The answer must consist of every line below containing "normalized".

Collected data
────────

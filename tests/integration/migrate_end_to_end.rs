//! Full migrate runs against scripts on disk, with the ledger and session
//! kept in memory.

use crate::helpers::project::{MigrationProject, with_migration_project};
use anyhow::Result;
use cqlmigrate::MigrationError;
use cqlmigrate::commands::Migrate;
use cqlmigrate::db::{RecordingSession, SchemaVersionDao};
use cqlmigrate::info::MigrationInfoService;
use cqlmigrate::migration::{MigrationState, MigrationVersion};

fn v(s: &str) -> MigrationVersion {
    MigrationVersion::parse(s).unwrap()
}

fn write_standard_scripts(project: &MigrationProject) -> Result<()> {
    project.write_script(
        "V1__Create_users.cql",
        "CREATE TABLE users (\n  id uuid PRIMARY KEY,\n  name text\n);\n\nINSERT INTO users (id, name) VALUES (uuid(), 'admin');\n",
    )?;
    project.write_script(
        "V1_1__Add_email.cql",
        "-- email is optional\nALTER TABLE users ADD email text;\n",
    )?;
    project.write_script(
        "nested/V2__Index_email.cql",
        "CREATE INDEX users_email ON users (email);\n",
    )?;
    Ok(())
}

#[tokio::test]
async fn test_fresh_keyspace_applies_scripts_in_version_order() -> Result<()> {
    with_migration_project(async |project| {
        write_standard_scripts(project)?;

        let resolver = project.resolver()?;
        let applied = Migrate::new(&resolver, &project.dao, &project.session)
            .installed_by("tester")
            .run()
            .await?;
        assert_eq!(applied, 3);

        assert_eq!(
            project.session.executed(),
            vec![
                "CREATE TABLE users (\n  id uuid PRIMARY KEY,\n  name text\n)".to_string(),
                "INSERT INTO users (id, name) VALUES (uuid(), 'admin')".to_string(),
                "ALTER TABLE users ADD email text".to_string(),
                "CREATE INDEX users_email ON users (email)".to_string(),
            ]
        );

        let mut rows = project.dao.find_applied_migrations().await?;
        rows.sort_by_key(|r| r.installed_rank);
        let versions: Vec<String> = rows.iter().map(|r| r.version.to_string()).collect();
        assert_eq!(versions, vec!["1", "1.1", "2"]);
        assert!(rows.iter().all(|r| r.success));
        assert!(rows.iter().all(|r| r.version_rank == r.installed_rank));
        assert!(rows.iter().all(|r| r.installed_by == "tester"));
        assert_eq!(rows[2].script, "nested/V2__Index_email.cql");

        let mut info = MigrationInfoService::new(&resolver, &project.dao, MigrationVersion::Latest, false, true);
        info.refresh().await?;
        assert!(info.all().iter().all(|r| r.state() == MigrationState::Success));
        assert_eq!(info.current().map(|r| r.version().clone()), Some(v("2")));

        Ok(())
    })
    .await
}

#[tokio::test]
async fn test_second_run_is_up_to_date() -> Result<()> {
    with_migration_project(async |project| {
        write_standard_scripts(project)?;

        Migrate::new(&project.resolver()?, &project.dao, &project.session)
            .run()
            .await?;
        let executed_before = project.session.executed().len();

        let applied = Migrate::new(&project.resolver()?, &project.dao, &project.session)
            .run()
            .await?;
        assert_eq!(applied, 0);
        assert_eq!(project.session.executed().len(), executed_before);

        Ok(())
    })
    .await
}

#[tokio::test]
async fn test_failed_script_is_recorded_and_blocks_later_runs() -> Result<()> {
    with_migration_project(async |project| {
        project.write_script("V1__Create_users.cql", "CREATE TABLE users (id int PRIMARY KEY);")?;
        project.write_script("V2__Broken.cql", "CREATE TABLE BROKEN (id int PRIMARY KEY);")?;
        project.write_script("V3__Never_runs.cql", "CREATE TABLE later (id int PRIMARY KEY);")?;

        let session = RecordingSession::failing_on("BROKEN");
        let err = Migrate::new(&project.resolver()?, &project.dao, &session)
            .run()
            .await
            .unwrap_err();
        assert!(matches!(err, MigrationError::MigrationFailed { .. }));
        assert!(!session.executed().iter().any(|s| s.contains("later")));

        let rows = project.dao.find_applied_migrations().await?;
        let failed = rows.iter().find(|r| r.version == v("2")).unwrap();
        assert!(!failed.success);

        let err = Migrate::new(&project.resolver()?, &project.dao, &RecordingSession::new())
            .run()
            .await
            .unwrap_err();
        assert_eq!(
            err.to_string(),
            "Keyspace app contains a failed migration to version 2!"
        );

        Ok(())
    })
    .await
}

#[tokio::test]
async fn test_late_script_is_ignored_unless_out_of_order_is_allowed() -> Result<()> {
    with_migration_project(async |project| {
        project.write_script("V1__First.cql", "CREATE TABLE one (id int PRIMARY KEY);")?;
        project.write_script("V3__Third.cql", "CREATE TABLE three (id int PRIMARY KEY);")?;
        Migrate::new(&project.resolver()?, &project.dao, &project.session)
            .run()
            .await?;

        project.write_script("V2__Second.cql", "CREATE TABLE two (id int PRIMARY KEY);")?;

        let resolver = project.resolver()?;
        let applied = Migrate::new(&resolver, &project.dao, &project.session)
            .run()
            .await?;
        assert_eq!(applied, 0);

        let mut info = MigrationInfoService::new(&resolver, &project.dao, MigrationVersion::Latest, false, true);
        info.refresh().await?;
        let late = info.all().iter().find(|r| *r.version() == v("2")).unwrap();
        assert_eq!(late.state(), MigrationState::Ignored);

        let applied = Migrate::new(&resolver, &project.dao, &project.session)
            .allow_out_of_order(true)
            .run()
            .await?;
        assert_eq!(applied, 1);

        let mut info = MigrationInfoService::new(&resolver, &project.dao, MigrationVersion::Latest, true, true);
        info.refresh().await?;
        let late = info.all().iter().find(|r| *r.version() == v("2")).unwrap();
        assert_eq!(late.state(), MigrationState::OutOfOrder);

        let row = project
            .dao
            .find_applied_migrations()
            .await?
            .into_iter()
            .find(|r| r.version == v("2"))
            .unwrap();
        assert_eq!(row.installed_rank, 3);
        assert_eq!(row.version_rank, 2);

        Ok(())
    })
    .await
}

#[tokio::test]
async fn test_target_version_stops_migration_early() -> Result<()> {
    with_migration_project(async |project| {
        write_standard_scripts(project)?;

        let resolver = project.resolver()?;
        let applied = Migrate::new(&resolver, &project.dao, &project.session)
            .target(v("1.1"))
            .run()
            .await?;
        assert_eq!(applied, 2);

        let mut info = MigrationInfoService::new(&resolver, &project.dao, v("1.1"), false, true);
        info.refresh().await?;
        let last = info.all().last().unwrap();
        assert_eq!(*last.version(), v("2"));
        assert_eq!(last.state(), MigrationState::AboveTarget);

        Ok(())
    })
    .await
}
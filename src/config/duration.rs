use anyhow::{Context, Result, anyhow};
use std::time::Duration;

/// Parse a duration string such as `30s`, `5m`, `1m30s`, `500ms` or `2h`
pub fn parse_duration(s: &str) -> Result<Duration> {
    let s = s.trim();
    let mut total = Duration::ZERO;
    let mut num_str = String::new();
    let mut chars = s.chars().peekable();

    while let Some(ch) = chars.next() {
        if ch.is_ascii_digit() {
            num_str.push(ch);
        } else if ch.is_alphabetic() {
            let is_ms = ch == 'm' && chars.peek() == Some(&'s');

            let num: u64 = num_str
                .parse()
                .with_context(|| format!("Invalid duration number: {}", num_str))?;

            let unit_duration = if is_ms {
                chars.next();
                Duration::from_millis(num)
            } else {
                match ch {
                    's' => Duration::from_secs(num),
                    'm' => Duration::from_secs(num * 60),
                    'h' => Duration::from_secs(num * 3600),
                    _ => return Err(anyhow!("Unknown duration unit: {}", ch)),
                }
            };

            total += unit_duration;
            num_str.clear();
        } else if !ch.is_whitespace() {
            return Err(anyhow!("Invalid character in duration: {}", ch));
        }
    }

    if !num_str.is_empty() {
        return Err(anyhow!("Duration missing unit: {}", num_str));
    }

    if total.is_zero() {
        return Err(anyhow!("Invalid duration: {}", s));
    }

    Ok(total)
}
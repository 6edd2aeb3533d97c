use anyhow::{Context, Result, bail};
use glob::Pattern;
use std::fmt;
use std::path::{Path, PathBuf};
use tracing::{debug, warn};

pub const FILESYSTEM_PREFIX: &str = "filesystem:";
const CLASSPATH_PREFIX: &str = "classpath:";

/// A directory that migration scripts are discovered in.
///
/// Descriptors may carry a `filesystem:` prefix; bare paths are filesystem
/// paths. Backslashes are normalized and a trailing slash is dropped.
#[derive(Debug, Clone, PartialEq, Eq, PartialOrd, Ord, Hash)]
pub struct ScriptsLocation {
    path: String,
}

impl ScriptsLocation {
    pub fn new(descriptor: &str) -> Result<Self> {
        let normalized = descriptor.trim().replace('\\', "/");

        if normalized.starts_with(CLASSPATH_PREFIX) {
            bail!(
                "Unsupported location '{}': only {} locations can be scanned",
                normalized,
                FILESYSTEM_PREFIX
            );
        }

        let mut path = normalized
            .strip_prefix(FILESYSTEM_PREFIX)
            .unwrap_or(&normalized)
            .to_string();
        while path.len() > 1 && path.ends_with('/') {
            path.pop();
        }

        if path.is_empty() {
            bail!("Empty migration location '{}'", descriptor);
        }

        Ok(Self { path })
    }

    pub fn path(&self) -> &str {
        &self.path
    }

    pub fn descriptor(&self) -> String {
        format!("{}{}", FILESYSTEM_PREFIX, self.path)
    }

    pub fn is_parent_of(&self, other: &ScriptsLocation) -> bool {
        format!("{}/", other.path).starts_with(&format!("{}/", self.path))
    }

    /// Find every file under this location whose name starts with `prefix`
    /// and ends with `suffix`, ordered by relative path.
    pub fn scan(&self, prefix: &str, suffix: &str) -> Result<Vec<Resource>> {
        let root = Path::new(&self.path);
        if !root.is_dir() {
            warn!("Unable to resolve location {}", self.descriptor());
            return Ok(Vec::new());
        }

        let pattern = format!(
            "{}/**/{}*{}",
            Pattern::escape(&self.path),
            Pattern::escape(prefix),
            Pattern::escape(suffix)
        );
        debug!("Scanning for migrations with pattern {}", pattern);

        let mut resources = Vec::new();
        for entry in glob::glob(&pattern).with_context(|| format!("Invalid scan pattern {}", pattern))? {
            let path = entry.with_context(|| format!("Unable to scan {}", self.descriptor()))?;
            if !path.is_file() {
                continue;
            }

            let relative = path
                .strip_prefix(root)
                .unwrap_or(&path)
                .components()
                .map(|c| c.as_os_str().to_string_lossy().into_owned())
                .collect::<Vec<_>>()
                .join("/");

            resources.push(Resource {
                location: relative,
                location_on_disk: path,
            });
        }

        resources.sort_by(|a, b| a.location.cmp(&b.location));
        Ok(resources)
    }
}

impl fmt::Display for ScriptsLocation {
    fn fmt(&self, f: &mut fmt::Formatter<'_>) -> fmt::Result {
        f.write_str(&self.descriptor())
    }
}

/// The configured set of locations, with duplicates and nested locations removed
#[derive(Debug, Clone, Default)]
pub struct ScriptsLocations {
    locations: Vec<ScriptsLocation>,
}

impl ScriptsLocations {
    pub fn new<S: AsRef<str>>(raw: &[S]) -> Result<Self> {
        let mut parsed = raw
            .iter()
            .map(|r| ScriptsLocation::new(r.as_ref()))
            .collect::<Result<Vec<_>>>()?;
        parsed.sort();

        let mut locations: Vec<ScriptsLocation> = Vec::new();
        for location in parsed {
            if locations.contains(&location) {
                warn!("Discarding duplicate location '{}'", location);
                continue;
            }
            if let Some(parent) = locations.iter().find(|l| l.is_parent_of(&location)) {
                warn!(
                    "Discarding location '{}' as it is a sub-location of '{}'",
                    location, parent
                );
                continue;
            }
            locations.push(location);
        }

        Ok(Self { locations })
    }

    pub fn locations(&self) -> &[ScriptsLocation] {
        &self.locations
    }
}

/// A discovered script file
#[derive(Debug, Clone, PartialEq, Eq)]
pub struct Resource {
    /// Path relative to the scanned location, `/`-separated
    pub location: String,
    pub location_on_disk: PathBuf,
}

impl Resource {
    pub fn filename(&self) -> &str {
        self.location.rsplit('/').next().unwrap_or(&self.location)
    }

    pub fn load_as_string(&self) -> Result<String> {
        std::fs::read_to_string(&self.location_on_disk)
            .with_context(|| format!("Unable to read {}", self.location_on_disk.display()))
    }
}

────────

* [Output]
/// paths. Backslashes are normalized and a trailing slash is dropped.
        let normalized = descriptor.trim().replace('\\', "/");
        if normalized.starts_with(CLASSPATH_PREFIX) {
                normalized,
        let mut path = normalized
            .unwrap_or(&normalized)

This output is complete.